What I did and why.
As a young actor working in a world class company at Stratford, Canada almost 50 years ago, I was fortunate to be in many brilliantly abridged Shakespearean productions of great clarity and complexity. The actors and directors all encouraged me to invent my text, fresh-mint it in the moment for whatever reason the scene would imply or demand. All of the great productions that I was in were brilliantly cut - Brian Bedford’s Titus Andronicus being the best. Why speak words no one was going to understand? Why stop the action of the play? Why stop the audience from thinking? Why lose them with obscurity? I then coached perhaps 1000 actor/students in their Shakespearean monologues over twenty years.
Anyway, each play took about 2 months to cut, put back on the page and note. Many, many decisions were debated at length. At times it was agony. I’d have to switch between plays for relief. I wanted bright teenagers to have a chance. I did not want the scripts dumb or dense. The R&J, for instance, and the accompanying guide, were very specifically created for what I thought grade nines could handle. I knew some of the plays so well they virtually cut themselves. I knew how they all should sound, so placing the words on the page as they might be thought, became second-nature. Besides I have never bought the rhythm nonsense of verse. One can’t invent rhythm; it just bullies one along. Check out my monologues! When I act them I have no idea if they are verse or prose, just invented thought.

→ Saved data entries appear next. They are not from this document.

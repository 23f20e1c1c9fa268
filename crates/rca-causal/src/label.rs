//! Hierarchical "why" labels ("1.1", "1.2", "1.1.1") derived from graph shape.
//!
//! Rules:
//! - child of the `cv` (or parentless): `<k>.1`, `k` = rank among its siblings by row;
//! - same row as its parent (rightward link): parent label with the last component + 1;
//! - different row (downward branch): parent label + `.<m>`, `m` = rank among the
//!   parent's downward children by row.
//!
//! Labels are never stored; every call recomputes them from the current graph.

use std::collections::HashMap;
use std::fmt;

use rca_core::models::{NodeKind, WhyNode};

use crate::graph::SectionGraph;

/// A dot-separated label, kept as its numeric components.
#[derive(Debug, Clone, PartialEq, Eq, Hash)]
pub struct Label(Vec<u32>);

impl Label {
    pub fn components(&self) -> &[u32] {
        &self.0
    }

    /// The final component, which bounds rightward extension.
    pub fn last(&self) -> u32 {
        self.0.last().copied().unwrap_or(0)
    }

    /// Nesting depth: 2 for "1.1", 3 for "1.1.1".
    pub fn depth(&self) -> usize {
        self.0.len()
    }

    fn branch(rank: u32) -> Self {
        Self(vec![rank, 1])
    }

    fn next_link(&self) -> Self {
        let mut parts = self.0.clone();
        if let Some(last) = parts.last_mut() {
            *last += 1;
        }
        Self(parts)
    }

    fn sub_branch(&self, rank: u32) -> Self {
        let mut parts = self.0.clone();
        parts.push(rank);
        Self(parts)
    }
}

impl fmt::Display for Label {
    fn fmt(&self, f: &mut fmt::Formatter<'_>) -> fmt::Result {
        let mut first = true;
        for part in &self.0 {
            if !first {
                f.write_str(".")?;
            }
            write!(f, "{part}")?;
            first = false;
        }
        Ok(())
    }
}

/// Label of the `why` node `node_id`. `None` for unknown ids and non-`why` nodes.
pub fn derive_label(graph: &SectionGraph, node_id: &str) -> Option<Label> {
    let node = graph.get(node_id)?;
    let mut memo = HashMap::new();
    label_of(graph, node, &mut memo, graph.node_count())
}

/// Labels of every `why` node in the section, keyed by node id.
pub fn derive_labels(graph: &SectionGraph) -> HashMap<String, Label> {
    let mut memo = HashMap::new();
    for node in graph.nodes().filter(|n| n.kind == NodeKind::Why) {
        label_of(graph, node, &mut memo, graph.node_count());
    }
    memo
}

fn label_of(
    graph: &SectionGraph,
    node: &WhyNode,
    memo: &mut HashMap<String, Label>,
    budget: usize,
) -> Option<Label> {
    if node.kind != NodeKind::Why || budget == 0 {
        return None;
    }
    if let Some(label) = memo.get(&node.id) {
        return Some(label.clone());
    }

    let parent = graph.parent(node);
    let label = match parent {
        None => Label::branch(rank_of(&parentless_whys(graph), node)),
        Some(p) if p.kind == NodeKind::Cv => {
            Label::branch(rank_of(&graph.why_children(&p.id), node))
        }
        Some(p) => {
            let parent_label = label_of(graph, p, memo, budget - 1)?;
            if node.row == p.row {
                parent_label.next_link()
            } else {
                let downward: Vec<&WhyNode> = graph
                    .why_children(&p.id)
                    .into_iter()
                    .filter(|c| c.row != p.row)
                    .collect();
                parent_label.sub_branch(rank_of(&downward, node))
            }
        }
    };

    memo.insert(node.id.clone(), label.clone());
    Some(label)
}

/// Whys without a resolvable parent: treated as direct children of the section root.
fn parentless_whys(graph: &SectionGraph) -> Vec<&WhyNode> {
    graph
        .nodes()
        .filter(|n| n.kind == NodeKind::Why && graph.parent(n).is_none())
        .collect()
}

/// 1-based position of `node` among `siblings` ordered by row (ties: column, id).
fn rank_of(siblings: &[&WhyNode], node: &WhyNode) -> u32 {
    let mut ordered: Vec<&WhyNode> = siblings.to_vec();
    ordered.sort_by(|a, b| (a.row, a.col, &a.id).cmp(&(b.row, b.col, &b.id)));
    ordered
        .iter()
        .position(|s| s.id == node.id)
        .map_or(1, |i| i as u32 + 1)
}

So two years of daily slog and endless readings with Keith and we had 12 plays ready. I sold them in Ontario for a few years, hauling them from my printer to schools in my Van. I received lots of scepticism from many talent-challenged twerps, downright backstabbing at times. I eventually moved to Vancouver, built the website and set the whole series free. For 40,000 play-downloads over ten years, I received 3 thank-you emails and not one donation. Ah well, the teachers needed the texts even if they barely understood how they should be employed. They hadn’t sat beside Peter Ustinov for two summers; they had certainly never played great classical parts with fine companies to large audiences. I needed more patience - teenagers were still suffering.
I got mad last year and monetized the texts for a while. Teachers bought recordings, occasional guides and performance fees, and of course visited all the resources and speeches, but almost never purchased the texts. The teachers were creating no memories just tales of dread with patchwork programmes.
I was a terrible taskmaster as a single parent. My son, especially, learned and perfected many speeches under my guidance. As a software engineer for Microsoft, at 27, he eventually defended a $125,000,000 lawsuit for them. All that practice made him an astonishing oral communicator, but that is what we did in the car, to and back from school - speeches.
You see, I believe that a father-caveman would first teach his son how to cut, harden-in-the-fire and shape good spears. He needed them to survive. If parents today ensure their kids can speak well, they are likely to prosper as well.
The vast resources of this website are your gift to teach students some of our best stories and most creative language. Call me arrogant, but this series WORKS, and the resources all the knowledge any teacher of Shakespeare would need. I call most of rest blah, blah, blah.
You can do better teachers with this series! The scripts work; can you play?